* [Input data]:

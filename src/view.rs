//! Page view state
//!
//! The controls of the visualization page: chart mode, structure type shown by
//! the tree, relation filter of the network and matrix, and the selected node.
//! Every combination is valid; the selection survives mode changes and is only
//! cleared by its own control.

use serde::{Deserialize, Serialize};

use crate::fixture::OrgData;
use crate::hierarchy::{Hierarchy, HierarchyError};
use crate::network::RelationFilter;

#[derive(Clone, Copy, Debug, Default, PartialEq, Eq, Serialize, Deserialize)]
#[serde(rename_all = "lowercase")]
pub enum VisualizationMode {
    #[default]
    Hierarchical,
    Network,
    Matrix,
}

impl VisualizationMode {
    pub const ALL: [VisualizationMode; 3] = [
        VisualizationMode::Hierarchical,
        VisualizationMode::Network,
        VisualizationMode::Matrix,
    ];

    pub fn as_str(self) -> &'static str {
        match self {
            VisualizationMode::Hierarchical => "hierarchical",
            VisualizationMode::Network => "network",
            VisualizationMode::Matrix => "matrix",
        }
    }

    /// Tab label
    pub fn label(self) -> &'static str {
        match self {
            VisualizationMode::Hierarchical => "Иерархическая",
            VisualizationMode::Network => "Сетевая",
            VisualizationMode::Matrix => "Матричная",
        }
    }

    /// Whether the relation filter applies to this mode
    pub fn uses_relations(self) -> bool {
        !matches!(self, VisualizationMode::Hierarchical)
    }
}

/// Structure drawn by the tree chart
#[derive(Clone, Copy, Debug, Default, PartialEq, Eq, Serialize, Deserialize)]
#[serde(rename_all = "lowercase")]
pub enum EntityKind {
    #[default]
    Legal,
    Location,
    Division,
}

impl EntityKind {
    pub const ALL: [EntityKind; 3] = [EntityKind::Legal, EntityKind::Location, EntityKind::Division];

    pub fn as_str(self) -> &'static str {
        match self {
            EntityKind::Legal => "legal",
            EntityKind::Location => "location",
            EntityKind::Division => "division",
        }
    }

    pub fn label(self) -> &'static str {
        match self {
            EntityKind::Legal => "Юридические лица",
            EntityKind::Location => "Физические локации",
            EntityKind::Division => "Структура подразделений",
        }
    }

    pub fn hierarchy(self, data: &OrgData) -> Result<Hierarchy, HierarchyError> {
        match self {
            EntityKind::Legal => data.legal_entity_hierarchy(),
            EntityKind::Location => data.location_hierarchy(),
            EntityKind::Division => data.division_hierarchy(),
        }
    }
}

#[derive(Clone, Copy, Debug, Default, PartialEq, Eq, Serialize, Deserialize)]
pub struct ViewState {
    #[serde(default)]
    pub mode: VisualizationMode,
    #[serde(default)]
    pub entity: EntityKind,
    #[serde(default)]
    pub relation: RelationFilter,
    #[serde(default)]
    pub selected: Option<i64>,
}

/// Partial change submitted by the page controls
#[derive(Clone, Copy, Debug, Default, Deserialize)]
pub struct ViewUpdate {
    pub mode: Option<VisualizationMode>,
    pub entity: Option<EntityKind>,
    pub relation: Option<RelationFilter>,
}

impl ViewState {
    pub fn apply(&mut self, update: ViewUpdate) {
        if let Some(mode) = update.mode {
            self.mode = mode;
        }
        if let Some(entity) = update.entity {
            self.entity = entity;
        }
        if let Some(relation) = update.relation {
            self.relation = relation;
        }
    }

    pub fn select(&mut self, id: i64) {
        self.selected = Some(id);
    }

    pub fn reset_selection(&mut self) {
        self.selected = None;
    }
}

#[cfg(test)]
mod tests {
    use super::*;
    use crate::entity::RelationKind;

    #[test]
    fn defaults_show_legal_entity_tree() {
        let view = ViewState::default();
        assert_eq!(view.mode, VisualizationMode::Hierarchical);
        assert_eq!(view.entity, EntityKind::Legal);
        assert_eq!(view.relation, RelationFilter::All);
        assert_eq!(view.selected, None);
    }

    #[test]
    fn update_changes_only_given_fields() {
        let mut view = ViewState::default();
        view.select(5);
        view.apply(ViewUpdate {
            mode: Some(VisualizationMode::Matrix),
            relation: Some(RelationFilter::Kind(RelationKind::Project)),
            ..Default::default()
        });

        assert_eq!(view.mode, VisualizationMode::Matrix);
        assert_eq!(view.entity, EntityKind::Legal);
        assert_eq!(view.relation, RelationFilter::Kind(RelationKind::Project));
        assert_eq!(view.selected, Some(5));

        view.reset_selection();
        assert_eq!(view.selected, None);
    }

    #[test]
    fn state_round_trips_through_session_json() {
        let view = ViewState {
            mode: VisualizationMode::Network,
            entity: EntityKind::Division,
            relation: RelationFilter::Kind(RelationKind::Mentoring),
            selected: Some(8),
        };
        let json = serde_json::to_value(view).unwrap();
        assert_eq!(json["mode"], "network");
        assert_eq!(json["relation"], "MENTORING");
        assert_eq!(serde_json::from_value::<ViewState>(json).unwrap(), view);
    }

    #[test]
    fn entity_kind_picks_matching_hierarchy() {
        let data = OrgData::sample();
        assert_eq!(EntityKind::Legal.hierarchy(&data).unwrap().len(), 4);
        assert_eq!(EntityKind::Location.hierarchy(&data).unwrap().len(), 3);
        assert_eq!(EntityKind::Division.hierarchy(&data).unwrap().len(), 13);
    }
}
//! Tree layout
//!
//! Leaves are spread along the vertical axis in pre-order, one unit apart when
//! they share a parent and two units apart otherwise. Every internal node sits
//! midway between its first and last child. Depth maps to the horizontal axis.

use crate::hierarchy::Hierarchy;

/// Position of every arena node; `x` is horizontal (depth), `y` vertical
#[derive(Clone, Debug, Default, PartialEq)]
pub struct TreeLayout {
    pub positions: Vec<(f64, f64)>,
}

impl TreeLayout {
    pub fn position(&self, idx: usize) -> (f64, f64) {
        self.positions[idx]
    }
}

/// Lay `tree` out inside a `width` x `height` rectangle anchored at the origin
pub fn layout_tree(tree: &Hierarchy, width: f64, height: f64) -> TreeLayout {
    let len = tree.len();
    if len == 0 {
        return TreeLayout::default();
    }

    let order = tree.walk();
    let mut parent: Vec<Option<usize>> = vec![None; len];
    let mut depths = vec![0usize; len];
    for &(idx, depth) in &order {
        depths[idx] = depth;
        for &child in &tree.node(idx).children {
            parent[child] = Some(idx);
        }
    }

    let mut breadth = vec![0.0f64; len];
    let mut previous_leaf: Option<usize> = None;
    let mut cursor = 0.0;
    for &(idx, _) in &order {
        if !tree.node(idx).children.is_empty() {
            continue;
        }
        if let Some(prev) = previous_leaf {
            cursor += if parent[prev] == parent[idx] { 1.0 } else { 2.0 };
        }
        breadth[idx] = cursor;
        previous_leaf = Some(idx);
    }

    // children follow their parent in pre-order, so the reverse visits them first
    for &(idx, _) in order.iter().rev() {
        let children = &tree.node(idx).children;
        if let (Some(&first), Some(&last)) = (children.first(), children.last()) {
            breadth[idx] = (breadth[first] + breadth[last]) / 2.0;
        }
    }

    let min = breadth.iter().copied().fold(f64::INFINITY, f64::min);
    let max = breadth.iter().copied().fold(f64::NEG_INFINITY, f64::max);
    let span = max - min;
    let max_depth = depths.iter().copied().max().unwrap_or(0);

    let positions = (0..len)
        .map(|idx| {
            let y = if span > 0.0 {
                (breadth[idx] - min) / span * height
            } else {
                height / 2.0
            };
            let x = if max_depth > 0 {
                depths[idx] as f64 / max_depth as f64 * width
            } else {
                0.0
            };
            (x, y)
        })
        .collect();

    TreeLayout { positions }
}

#[cfg(test)]
mod tests {
    use super::*;
    use crate::fixture::OrgData;

    #[test]
    fn nodes_stay_inside_the_rectangle() {
        let tree = OrgData::sample().division_hierarchy().unwrap();
        let layout = layout_tree(&tree, 660.0, 560.0);
        assert_eq!(layout.positions.len(), tree.len());
        for &(x, y) in &layout.positions {
            assert!((0.0..=660.0).contains(&x));
            assert!((0.0..=560.0).contains(&y));
        }
    }

    #[test]
    fn children_are_right_of_parents() {
        let tree = OrgData::sample().division_hierarchy().unwrap();
        let layout = layout_tree(&tree, 600.0, 400.0);
        for (idx, node) in tree.nodes().iter().enumerate() {
            for &child in &node.children {
                assert!(layout.position(child).0 > layout.position(idx).0);
            }
        }
        // deepest level touches the right edge
        assert!(layout.positions.iter().any(|&(x, _)| (x - 600.0).abs() < 1e-9));
    }

    #[test]
    fn parent_is_centered_over_children() {
        let tree = OrgData::sample().legal_entity_hierarchy().unwrap();
        let layout = layout_tree(&tree, 600.0, 400.0);
        // root 1 with three leaves 2, 3, 4 spread over the full height
        assert_eq!(layout.position(1).1, 0.0);
        assert_eq!(layout.position(3).1, 400.0);
        assert_eq!(layout.position(0).1, 200.0);
    }

    #[test]
    fn forest_roots_are_stacked_vertically() {
        let tree = OrgData::sample().location_hierarchy().unwrap();
        let layout = layout_tree(&tree, 600.0, 400.0);
        let ys: Vec<f64> = layout.positions.iter().map(|&(_, y)| y).collect();
        assert_eq!(ys, vec![0.0, 200.0, 400.0]);
        assert!(layout.positions.iter().all(|&(x, _)| x == 0.0));
    }

    #[test]
    fn empty_tree_has_no_positions() {
        let layout = layout_tree(&Hierarchy::default(), 100.0, 100.0);
        assert!(layout.positions.is_empty());
    }
}
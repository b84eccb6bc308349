use std::env;
use std::net::SocketAddr;
use tokio::net::TcpListener;
use tracing::info;
use tracing_subscriber::{fmt, EnvFilter};

use orgviz::fixture::OrgData;
use orgviz::{routes, AppState, Config};

#[tokio::main]
async fn main() -> anyhow::Result<()> {
    // Parse command line arguments
    let args: Vec<String> = env::args().collect();
    if args.iter().any(|arg| arg == "-help" || arg == "--help") {
        println!("Usage: orgviz [OPTIONS]");
        println!("Options:");
        println!("  -config <path>  Path to configuration file (default: ./etc/orgviz.toml)");
        println!("  -help, --help   Print this help message");
        return Ok(());
    }

    let config_path = args
        .iter()
        .skip_while(|arg| arg.as_str() != "-config")
        .nth(1)
        .map(|s| s.to_string())
        .unwrap_or_else(|| "./etc/orgviz.toml".to_string());

    // Load configuration first (before logging init)
    let config = Config::load(&config_path).unwrap_or_else(|e| {
        eprintln!("Could not load config file: {}, using defaults", e);
        Config::default()
    });

    // Initialize logging
    // Priority: RUST_LOG env var > config file > default "info"
    let env_filter = EnvFilter::try_from_default_env()
        .unwrap_or_else(|_| EnvFilter::new(&config.log.level));

    fmt::fmt()
        .with_env_filter(env_filter)
        .with_target(true)
        .with_thread_ids(true)
        .with_file(true)
        .with_line_number(true)
        .init();

    info!("Starting orgviz server...");
    info!("Loading configuration from: {}", config_path);

    let data = match &config.data_file {
        Some(path) => {
            let data = OrgData::load(path).map_err(|e| {
                tracing::error!("Failed to load data file {}: {}", path.display(), e);
                anyhow::anyhow!("Failed to load data file {}: {}", path.display(), e)
            })?;
            info!("Loaded organization data from {}", path.display());
            data
        }
        None => {
            info!("No data file configured, using built-in sample data");
            OrgData::sample()
        }
    };
    info!(
        organizations = data.organizations.len(),
        divisions = data.divisions.len(),
        staff = data.staff.len(),
        relations = data.relations.len(),
        "Organization snapshot ready"
    );

    // Parse address
    let addr: SocketAddr = match config.addr.parse() {
        Ok(addr) => addr,
        Err(_) => {
            tracing::warn!("Invalid address '{}', using default 0.0.0.0:8080", config.addr);
            SocketAddr::from(([0, 0, 0, 0], 8080))
        }
    };

    // Create application state and router
    let state = AppState::new(data, config);
    let app = routes::create_router(state);

    info!("Server listening on {}", addr);

    // Start server
    let listener = TcpListener::bind(addr).await?;
    axum::serve(listener, app).await?;

    Ok(())
}
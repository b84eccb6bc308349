//! Entity module - records of the organization structure
//!
//! Flat, immutable records; trees and graphs are derived from them on demand.

pub mod division;
pub mod functional_relation;
pub mod organization;
pub mod staff;

pub use division::Division;
pub use functional_relation::{FunctionalRelation, RelationKind};
pub use organization::{OrgType, Organization};
pub use staff::Staff;
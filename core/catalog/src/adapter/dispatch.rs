//! RequestDispatcher の実装
//!
//! - InlineDispatcher: submit の場でサービスを呼び、応答を順に積む（決定的。テスト・スクリプト用）
//! - ThreadedDispatcher: 要求ごとにワーカースレッドで呼び、mpsc で応答を返す（呼び出し元はブロックしない）

use crate::ports::outbound::{CatalogService, Delivery, Envelope, RequestDispatcher};
use std::collections::VecDeque;
use std::sync::mpsc;
use std::sync::Arc;

/// その場で実行する Dispatcher
pub struct InlineDispatcher {
    service: Arc<dyn CatalogService>,
    ready: VecDeque<Delivery>,
}

impl InlineDispatcher {
    pub fn new(service: Arc<dyn CatalogService>) -> Self {
        Self {
            service,
            ready: VecDeque::new(),
        }
    }
}

impl RequestDispatcher for InlineDispatcher {
    fn submit(&mut self, envelope: Envelope) {
        let reply = envelope.request.run(self.service.as_ref());
        self.ready.push_back(Delivery {
            ticket: envelope.ticket,
            reply,
        });
    }

    fn try_recv(&mut self) -> Option<Delivery> {
        self.ready.pop_front()
    }

    fn recv(&mut self) -> Option<Delivery> {
        self.ready.pop_front()
    }
}

/// ワーカースレッドで実行する Dispatcher
pub struct ThreadedDispatcher {
    service: Arc<dyn CatalogService>,
    tx: mpsc::Sender<Delivery>,
    rx: mpsc::Receiver<Delivery>,
    in_flight: usize,
}

impl ThreadedDispatcher {
    pub fn new(service: Arc<dyn CatalogService>) -> Self {
        let (tx, rx) = mpsc::channel();
        Self {
            service,
            tx,
            rx,
            in_flight: 0,
        }
    }
}

impl RequestDispatcher for ThreadedDispatcher {
    fn submit(&mut self, envelope: Envelope) {
        let service = Arc::clone(&self.service);
        let tx = self.tx.clone();
        self.in_flight += 1;
        std::thread::spawn(move || {
            let reply = envelope.request.run(service.as_ref());
            let _ = tx.send(Delivery {
                ticket: envelope.ticket,
                reply,
            });
        });
    }

    fn try_recv(&mut self) -> Option<Delivery> {
        let delivery = self.rx.try_recv().ok()?;
        self.in_flight -= 1;
        Some(delivery)
    }

    fn recv(&mut self) -> Option<Delivery> {
        // 自分も Sender を持っているので、待ち件数 0 で recv すると戻らない
        if self.in_flight == 0 {
            return None;
        }
        let delivery = self.rx.recv().ok()?;
        self.in_flight -= 1;
        Some(delivery)
    }
}
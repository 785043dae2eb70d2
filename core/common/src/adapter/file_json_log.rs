//! ファイルへ JSONL で追記する Log 実装
//!
//! ログの出力先はファイルのみ。エラー時のコンソール表示（stderr）とは別。

use crate::error::Error;
use crate::ports::outbound::{Log, LogRecord};
use std::fs::{self, OpenOptions};
use std::io::Write;
use std::path::{Path, PathBuf};

/// ファイルへ JSONL を追記する Log 実装
pub struct FileJsonLog {
    path: PathBuf,
}

impl FileJsonLog {
    /// ログファイルパスへ追記する logger を生成する。
    /// 親ディレクトリが無ければ作成する（初回書き込み時）。
    pub fn new(path: impl AsRef<Path>) -> Self {
        Self {
            path: path.as_ref().to_path_buf(),
        }
    }

    pub fn path(&self) -> &Path {
        &self.path
    }
}

impl Log for FileJsonLog {
    fn log(&self, record: &LogRecord) -> Result<(), Error> {
        if let Some(parent) = self.path.parent() {
            fs::create_dir_all(parent)?;
        }
        let mut w = OpenOptions::new()
            .create(true)
            .append(true)
            .open(&self.path)?;
        let mut line = serde_json::to_string(record)?;
        line.push('\n');
        w.write_all(line.as_bytes())?;
        w.flush()?;
        Ok(())
    }
}

/// 何も出力しない Log 実装（テスト用）
#[derive(Debug, Clone, Default)]
pub struct NoopLog;

impl Log for NoopLog {
    fn log(&self, _record: &LogRecord) -> Result<(), Error> {
        Ok(())
    }
}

* [Problem requirements]:
The word "ViewUpdate" appears in some lines above. Return every one of those lines.

* [Result of this task]:
pub struct ViewUpdate {
    pub fn apply(&mut self, update: ViewUpdate) {
        view.apply(ViewUpdate {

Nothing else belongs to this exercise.